You should have no problem getting Jobseekers Benefit providing you were paying PRSI all the time. The letter from your Doctor will provide the information to SW that you *had* to leave your job, there are a number of other threads where similar instances have been accepted by SW. You should go and sign on today and seek to have it backdated to the day after you left your job.


----------



## elcato (28 Sep 2009)

As stated you need to go and sign on immediately. The reason you left your job was on health grounds as confirmed by your doctor so just show the letter and all will be well.


----------



## pinkyBear (28 Sep 2009)

Hi there,
I can somewhat sympathise with your situation I worked as a nurse in a major catholic hospital and they had similar things in the contract.



> My question is this: will they tell me to take a hike?


Who is they??? I think you will be OK because it is not the right of an employer to involve themselves in the life of an employee., and they did draw unnecessary stress on you.. You may find that the order involved do not want this go anywhere and you will be fine...


----------



## xcvggt6 (28 Sep 2009)

pinkyBear said:


> Hi there,
> I can somewhat sympathise with your situation I worked as a nurse in a major catholic hospital and they had similar things in the contract.
> 
> 
> ...


----------



## pinkyBear (28 Sep 2009)

Its not that you left willinginly - you left because terms and conditions in your contract were difficult and you could not continue working there. That is how I read your post.. You left your job due to stress...
Good luck today, you'll be fine..


----------



## paperclip (29 Sep 2009)

so, if you leave your job willinginly, and have been paying prsi, for say, 15 years... you're not entitled to anything?


----------



## annet (29 Sep 2009)

paperclip said:


> so, if you leave your job willinginly, and have been paying prsi, for say, 15 years... you're not entitled to anything?


 
You can claim jobseekers once you are "available for and genuinely seeking work" but if you leave without good reason - you may be disqualified for up to nine weeks.


----------



## paperclip (30 Sep 2009)

annet said:


> You can claim jobseekers once you are "available for and genuinely seeking work" but if you leave without good reason - you may be disqualified for up to nine weeks.



cheers, how much do you get with jobseekers alowance?


----------



## Welfarite (30 Sep 2009)

paperclip said:


> so, if you leave your job willinginly, and have been paying prsi, for say, 15 years... you're not entitled to anything?


 


paperclip said:


> cheers, how much do you get with jobseekers alowance?


 

You mean BENEFIT?


----------



## elcato (30 Sep 2009)

> they paid me up until end 1st wk of oct so ill be going down there the first day i am oficially unemployed.


You are officially unemployed as of now.

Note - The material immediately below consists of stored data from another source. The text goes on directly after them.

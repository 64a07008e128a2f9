//! Upload Service
//!
//! Chunked recording uploads. Chunk metadata goes to the store keyed by
//! `(uploadId, chunkIndex)`; the decoded bytes are pushed to the chunk sink
//! in a background task so the caller is not held up by the forward.

use base64::{engine::general_purpose::STANDARD, Engine as _};
use keylease_core::{
    validate_chunk_position, verify_complete, ChunkRecord, ChunkSink, ChunkUpload, Timestamp,
    UploadError, UploadProgress, UploadRecord, DEFAULT_CONTENT_TYPE,
};
use keylease_storage::ChunkStore;
use std::sync::Arc;

use crate::constants::MAX_CHUNK_BASE64_BYTES;
use crate::error::{ApiError, ApiResult};
use crate::telemetry::metrics::with_metrics;
use crate::types::{ChunkUploadRequest, ChunkUploadResponse, FinalizeUploadRequest};

// ============================================================================
// BASE64 HANDLING
// ============================================================================

/// Bring client base64 into the standard padded alphabet.
///
/// Strips a `data:...;base64,` prefix, drops whitespace, maps the URL-safe
/// alphabet (`-_`) to the standard one (`+/`) and restores `=` padding.
pub fn normalize_base64(raw: &str) -> String {
    let body = match raw.trim_start().strip_prefix("data:") {
        Some(rest) => rest.split_once(',').map(|(_, b)| b).unwrap_or(rest),
        None => raw,
    };

    let mut out: String = body
        .chars()
        .filter(|c| !c.is_whitespace())
        .map(|c| match c {
            '-' => '+',
            '_' => '/',
            other => other,
        })
        .collect();

    while out.ends_with('=') {
        out.pop();
    }
    let remainder = out.len() % 4;
    if remainder != 0 {
        out.extend(std::iter::repeat('=').take(4 - remainder));
    }
    out
}

/// Size-check, normalize and decode one chunk payload.
pub fn decode_chunk(raw: &str) -> Result<Vec<u8>, UploadError> {
    if raw.len() > MAX_CHUNK_BASE64_BYTES {
        return Err(UploadError::ChunkTooLarge {
            size: raw.len(),
            limit: MAX_CHUNK_BASE64_BYTES,
        });
    }
    STANDARD
        .decode(normalize_base64(raw))
        .map_err(|e| UploadError::InvalidPayload {
            reason: e.to_string(),
        })
}

fn required<T>(value: Option<T>, field: &str) -> ApiResult<T> {
    value.ok_or_else(|| ApiError::missing_field(field))
}

fn required_text(value: Option<String>, field: &str) -> ApiResult<String> {
    let value = required(value, field)?;
    let trimmed = value.trim();
    if trimmed.is_empty() {
        return Err(ApiError::missing_field(field));
    }
    Ok(trimmed.to_string())
}

// ============================================================================
// OPERATIONS
// ============================================================================

/// Store one chunk's metadata and forward its bytes in the background.
///
/// Retries of the same `(uploadId, chunkIndex)` overwrite the earlier row.
/// Forwarding failures are logged and never reach the caller. A finalized
/// upload takes no more chunks.
pub async fn record_chunk<S>(
    store: &S,
    sink: Arc<dyn ChunkSink>,
    req: ChunkUploadRequest,
    now: Timestamp,
) -> ApiResult<ChunkUploadResponse>
where
    S: ChunkStore + ?Sized,
{
    let upload_id = required_text(req.upload_id, "uploadId")?;
    let chunk_index = required(req.chunk_index, "chunkIndex")?;
    let total_chunks = required(req.total_chunks, "totalChunks")?;
    let chunk_data = required(req.chunk_data, "chunkData")?;
    if chunk_data.trim().is_empty() {
        return Err(ApiError::missing_field("chunkData"));
    }
    let holder_id = required_text(req.candidate_id, "candidateId")?;
    let context_id = required_text(req.interview_id, "interviewId")?;
    validate_chunk_position(chunk_index, total_chunks)?;

    if store.upload_get(&upload_id).await?.is_some() {
        with_metrics(|m| m.record_chunk("rejected"));
        tracing::warn!(upload_id = %upload_id, chunk_index, "Chunk for finalized upload");
        return Err(ApiError::upload_finalized(&upload_id));
    }

    let bytes = decode_chunk(&chunk_data).map_err(|e| {
        with_metrics(|m| m.record_chunk("rejected"));
        tracing::warn!(upload_id = %upload_id, chunk_index, error = %e, "Chunk rejected");
        ApiError::from(e)
    })?;
    // The base64 text can be large; release it before the forward
    drop(chunk_data);
    if bytes.is_empty() {
        // e.g. a bare data URL prefix
        return Err(ApiError::missing_field("chunkData"));
    }

    let record = ChunkRecord {
        upload_id: upload_id.clone(),
        chunk_index,
        total_chunks,
        holder_id,
        context_id,
        chunk_size: bytes.len() as u64,
        content_type: req
            .video_type
            .map(|t| t.trim().to_string())
            .filter(|t| !t.is_empty())
            .unwrap_or_else(|| DEFAULT_CONTENT_TYPE.to_string()),
        received_at: now,
    };
    let chunks_received = store.chunk_upsert(&record).await?;
    with_metrics(|m| m.record_chunk("stored"));

    tracing::info!(
        upload_id = %upload_id,
        chunk_index,
        total_chunks,
        chunks_received,
        chunk_bytes = record.chunk_size,
        "Chunk recorded"
    );

    let upload = ChunkUpload {
        upload_id: record.upload_id.clone(),
        chunk_index,
        file_name: record.file_name(),
        content_type: record.content_type.clone(),
        bytes,
    };
    tokio::spawn(async move {
        let upload_id = upload.upload_id.clone();
        let file_name = upload.file_name.clone();
        match sink.push(upload).await {
            Ok(receipt) => {
                with_metrics(|m| m.record_chunk("forwarded"));
                tracing::debug!(
                    upload_id = %upload_id,
                    chunk_index,
                    file_name = %file_name,
                    message = ?receipt.message,
                    "Chunk forwarded"
                );
            }
            Err(e) => {
                with_metrics(|m| m.record_chunk("forward_failed"));
                tracing::error!(
                    upload_id = %upload_id,
                    chunk_index,
                    file_name = %file_name,
                    error = %e,
                    "Chunk forward failed"
                );
            }
        }
    });

    Ok(ChunkUploadResponse {
        success: true,
        upload_id,
        chunk_index,
        chunks_received,
        total_chunks,
        processing_in_background: true,
    })
}

/// Mark an upload complete once every declared chunk has been recorded.
///
/// Finalizing again with the same `totalChunks` returns the first record.
///
/// # Errors
/// `MISSING_CHUNKS` naming both counts when the recorded count differs from
/// `totalChunks`.
pub async fn finalize_upload<S>(
    store: &S,
    req: FinalizeUploadRequest,
    now: Timestamp,
) -> ApiResult<UploadRecord>
where
    S: ChunkStore + ?Sized,
{
    let upload_id = required_text(req.upload_id, "uploadId")?;
    let total_chunks = required(req.total_chunks, "totalChunks")?;
    let holder_id = required_text(req.candidate_id, "candidateId")?;
    let context_id = required_text(req.interview_id, "interviewId")?;
    if total_chunks == 0 {
        return Err(ApiError::invalid_input("totalChunks must be at least 1"));
    }

    if let Some(existing) = store.upload_get(&upload_id).await? {
        if existing.chunk_count == total_chunks {
            tracing::debug!(upload_id = %upload_id, "Upload already finalized");
            return Ok(existing);
        }
    }

    let found = store.chunk_count(&upload_id).await?;
    if let Err(e) = verify_complete(&upload_id, total_chunks, found) {
        tracing::warn!(
            upload_id = %upload_id,
            expected = total_chunks,
            found,
            "Finalize with missing chunks"
        );
        return Err(e.into());
    }

    let record = store
        .upload_finalize(&UploadRecord {
            upload_id,
            holder_id,
            context_id,
            chunk_count: found,
            finalized_at: now,
        })
        .await?;
    tracing::info!(
        upload_id = %record.upload_id,
        chunk_count = record.chunk_count,
        "Upload finalized"
    );
    Ok(record)
}

/// Progress of one upload.
///
/// # Errors
/// `UPLOAD_NOT_FOUND` when nothing was ever received for the ID.
pub async fn upload_progress<S>(store: &S, upload_id: &str) -> ApiResult<UploadProgress>
where
    S: ChunkStore + ?Sized,
{
    let chunks = store.chunk_list(upload_id).await?;
    let finalized = store.upload_get(upload_id).await?.is_some();
    if chunks.is_empty() && !finalized {
        return Err(ApiError::upload_not_found(upload_id));
    }
    Ok(UploadProgress::from_chunks(upload_id, &chunks, finalized))
}

// =============================================================================
// TESTS
// =============================================================================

Pay in lieu does not affect your JB afaik. You need to sign on immediately and even if they say you cannot claim until October you at least will have the ball rolling.


----------



## Welfarite (30 Sep 2009)

elcato said:


> You are officially unemployed as of now. Pay in lieu does not affect your JB afaik. You need to sign on immediately and even if they say you cannot claim until October you at least will have the ball rolling.


 

Not correct.You are officially unemployed on the date after that stated on p45, which will take account of accrued pay in lieu of leave, etc., etc.. Yopu cannot make a JB claim until then.


----------